### Given records
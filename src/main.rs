use std::fs;
use std::io::{self, Read};

use clap::Parser as ClapParser;
use tansy_lang::{Error, Value, parse};

#[derive(ClapParser)]
#[command(name = "tansy")]
#[command(about = "Tansy - a JSONata-style query and transformation language for JSON")]
#[command(version)]
struct Cli {
    /// The expression to evaluate
    expr: Option<String>,

    /// Read the expression from a file instead
    #[arg(short = 'e', long = "expression", value_name = "file")]
    expression_file: Option<String>,

    /// JSON input file ('-' for stdin; defaults to stdin when piped)
    #[arg(short, long, value_name = "file")]
    input: Option<String>,

    /// Variable bindings as a JSON object
    #[arg(short, long, value_name = "json")]
    bindings: Option<String>,

    /// Compact JSON output (don't prettify)
    #[arg(short, long)]
    compact: bool,

    /// Only validate syntax, don't evaluate
    #[arg(long)]
    syntax_only: bool,

    /// Evaluation timeout in milliseconds
    #[arg(long, value_name = "ms")]
    timeout: Option<u64>,

    /// Maximum evaluation depth
    #[arg(long, value_name = "frames")]
    max_depth: Option<usize>,
}

#[derive(Debug)]
enum CliError {
    NoExpression,
    Parse(Error),
    Eval(Error),
    Json(serde_json::Error),
    Io(io::Error),
}

impl std::fmt::Display for CliError {
    fn fmt(&self, f: &mut std::fmt::Formatter<'_>) -> std::fmt::Result {
        match self {
            CliError::NoExpression => {
                write!(f, "No expression provided. Pass one as an argument or via -e.")
            }
            CliError::Parse(e) => write!(f, "Parse error: {}", e),
            CliError::Eval(e) => write!(f, "Evaluation error: {}", e),
            CliError::Json(e) => write!(f, "Invalid JSON: {}", e),
            CliError::Io(e) => write!(f, "IO error: {}", e),
        }
    }
}

impl From<serde_json::Error> for CliError {
    fn from(e: serde_json::Error) -> Self {
        CliError::Json(e)
    }
}

impl From<io::Error> for CliError {
    fn from(e: io::Error) -> Self {
        CliError::Io(e)
    }
}

fn main() {
    let cli = Cli::parse();
    if let Err(e) = run(cli) {
        eprintln!("{}", e);
        std::process::exit(1);
    }
}

fn read_input(arg: Option<&str>) -> Result<Option<String>, CliError> {
    match arg {
        Some("-") => {
            let mut buffer = String::new();
            io::stdin().read_to_string(&mut buffer)?;
            Ok(Some(buffer))
        }
        Some(path) => Ok(Some(fs::read_to_string(path)?)),
        None if !atty::is(atty::Stream::Stdin) => {
            let mut buffer = String::new();
            io::stdin().read_to_string(&mut buffer)?;
            Ok(Some(buffer))
        }
        None => Ok(None),
    }
}

fn run(cli: Cli) -> Result<(), CliError> {
    let source = match (&cli.expr, &cli.expression_file) {
        (Some(expr), _) => expr.clone(),
        (None, Some(path)) => fs::read_to_string(path)?,
        (None, None) => return Err(CliError::NoExpression),
    };

    let expression = parse(&source).map_err(CliError::Parse)?;
    if cli.syntax_only {
        println!("Syntax is valid");
        return Ok(());
    }

    let input = match read_input(cli.input.as_deref())? {
        Some(text) => {
            let json: serde_json::Value = serde_json::from_str(&text)?;
            Value::from_json(&json)
        }
        None => Value::Undefined,
    };

    let mut bindings: Vec<(String, Value)> = Vec::new();
    if let Some(text) = &cli.bindings {
        let json: serde_json::Value = serde_json::from_str(text)?;
        if let serde_json::Value::Object(map) = json {
            for (name, value) in map {
                bindings.push((name, Value::from_json(&value)));
            }
        }
    }
    let binding_refs: Vec<(&str, Value)> = bindings
        .iter()
        .map(|(name, value)| (name.as_str(), value.clone()))
        .collect();

    let bounds = match (cli.timeout, cli.max_depth) {
        (None, None) => None,
        (timeout, depth) => Some((timeout.unwrap_or(10_000), depth.unwrap_or(1_000))),
    };

    let result = expression
        .evaluate_with_options(input, &binding_refs, bounds)
        .map_err(CliError::Eval)?;

    match result.to_json() {
        Some(json) => {
            let rendered = if cli.compact {
                serde_json::to_string(&json)
            } else {
                serde_json::to_string_pretty(&json)
            }?;
            println!("{}", rendered);
        }
        None => println!(),
    }
    Ok(())
}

### About this task
Transcribe all of the material exactly. Omit nothing.

### Result
filename src/main.rs
use std::fs;
use std::io::{self, Read};

use clap::Parser as ClapParser;
use tansy_lang::{Error, Value, parse};

#[derive(ClapParser)]
#[command(name = "tansy")]
#[command(about = "Tansy - a JSONata-style query and transformation language for JSON")]
#[command(version)]
struct Cli {
    /// The expression to evaluate
    expr: Option<String>,

    /// Read the expression from a file instead
    #[arg(short = 'e', long = "expression", value_name = "file")]
    expression_file: Option<String>,

    /// JSON input file ('-' for stdin; defaults to stdin when piped)
    #[arg(short, long, value_name = "file")]
    input: Option<String>,

    /// Variable bindings as a JSON object
    #[arg(short, long, value_name = "json")]
    bindings: Option<String>,

    /// Compact JSON output (don't prettify)
    #[arg(short, long)]
    compact: bool,

    /// Only validate syntax, don't evaluate
    #[arg(long)]
    syntax_only: bool,

    /// Evaluation timeout in milliseconds
    #[arg(long, value_name = "ms")]
    timeout: Option<u64>,

    /// Maximum evaluation depth
    #[arg(long, value_name = "frames")]
    max_depth: Option<usize>,
}

#[derive(Debug)]
enum CliError {
    NoExpression,
    Parse(Error),
    Eval(Error),
    Json(serde_json::Error),
    Io(io::Error),
}

impl std::fmt::Display for CliError {
    fn fmt(&self, f: &mut std::fmt::Formatter<'_>) -> std::fmt::Result {
        match self {
            CliError::NoExpression => {
                write!(f, "No expression provided. Pass one as an argument or via -e.")
            }
            CliError::Parse(e) => write!(f, "Parse error: {}", e),
            CliError::Eval(e) => write!(f, "Evaluation error: {}", e),
            CliError::Json(e) => write!(f, "Invalid JSON: {}", e),
            CliError::Io(e) => write!(f, "IO error: {}", e),
        }
    }
}

impl From<serde_json::Error> for CliError {
    fn from(e: serde_json::Error) -> Self {
        CliError::Json(e)
    }
}

impl From<io::Error> for CliError {
    fn from(e: io::Error) -> Self {
        CliError::Io(e)
    }
}

fn main() {
    let cli = Cli::parse();
    if let Err(e) = run(cli) {
        eprintln!("{}", e);
        std::process::exit(1);
    }
}

fn read_input(arg: Option<&str>) -> Result<Option<String>, CliError> {
    match arg {
        Some("-") => {
            let mut buffer = String::new();
            io::stdin().read_to_string(&mut buffer)?;
            Ok(Some(buffer))
        }
        Some(path) => Ok(Some(fs::read_to_string(path)?)),
        None if !atty::is(atty::Stream::Stdin) => {
            let mut buffer = String::new();
            io::stdin().read_to_string(&mut buffer)?;
            Ok(Some(buffer))
        }
        None => Ok(None),
    }
}

fn run(cli: Cli) -> Result<(), CliError> {
    let source = match (&cli.expr, &cli.expression_file) {
        (Some(expr), _) => expr.clone(),
        (None, Some(path)) => fs::read_to_string(path)?,
        (None, None) => return Err(CliError::NoExpression),
    };

    let expression = parse(&source).map_err(CliError::Parse)?;
    if cli.syntax_only {
        println!("Syntax is valid");
        return Ok(());
    }

    let input = match read_input(cli.input.as_deref())? {
        Some(text) => {
            let json: serde_json::Value = serde_json::from_str(&text)?;
            Value::from_json(&json)
        }
        None => Value::Undefined,
    };

    let mut bindings: Vec<(String, Value)> = Vec::new();
    if let Some(text) = &cli.bindings {
        let json: serde_json::Value = serde_json::from_str(text)?;
        if let serde_json::Value::Object(map) = json {
            for (name, value) in map {
                bindings.push((name, Value::from_json(&value)));
            }
        }
    }
    let binding_refs: Vec<(&str, Value)> = bindings
        .iter()
        .map(|(name, value)| (name.as_str(), value.clone()))
        .collect();

    let bounds = match (cli.timeout, cli.max_depth) {
        (None, None) => None,
        (timeout, depth) => Some((timeout.unwrap_or(10_000), depth.unwrap_or(1_000))),
    };

    let result = expression
        .evaluate_with_options(input, &binding_refs, bounds)
        .map_err(CliError::Eval)?;

    match result.to_json() {
        Some(json) => {
            let rendered = if cli.compact {
                serde_json::to_string(&json)
            } else {
                serde_json::to_string_pretty(&json)
            }?;
            println!("{}", rendered);
        }
        None => println!(),
    }
    Ok(())
}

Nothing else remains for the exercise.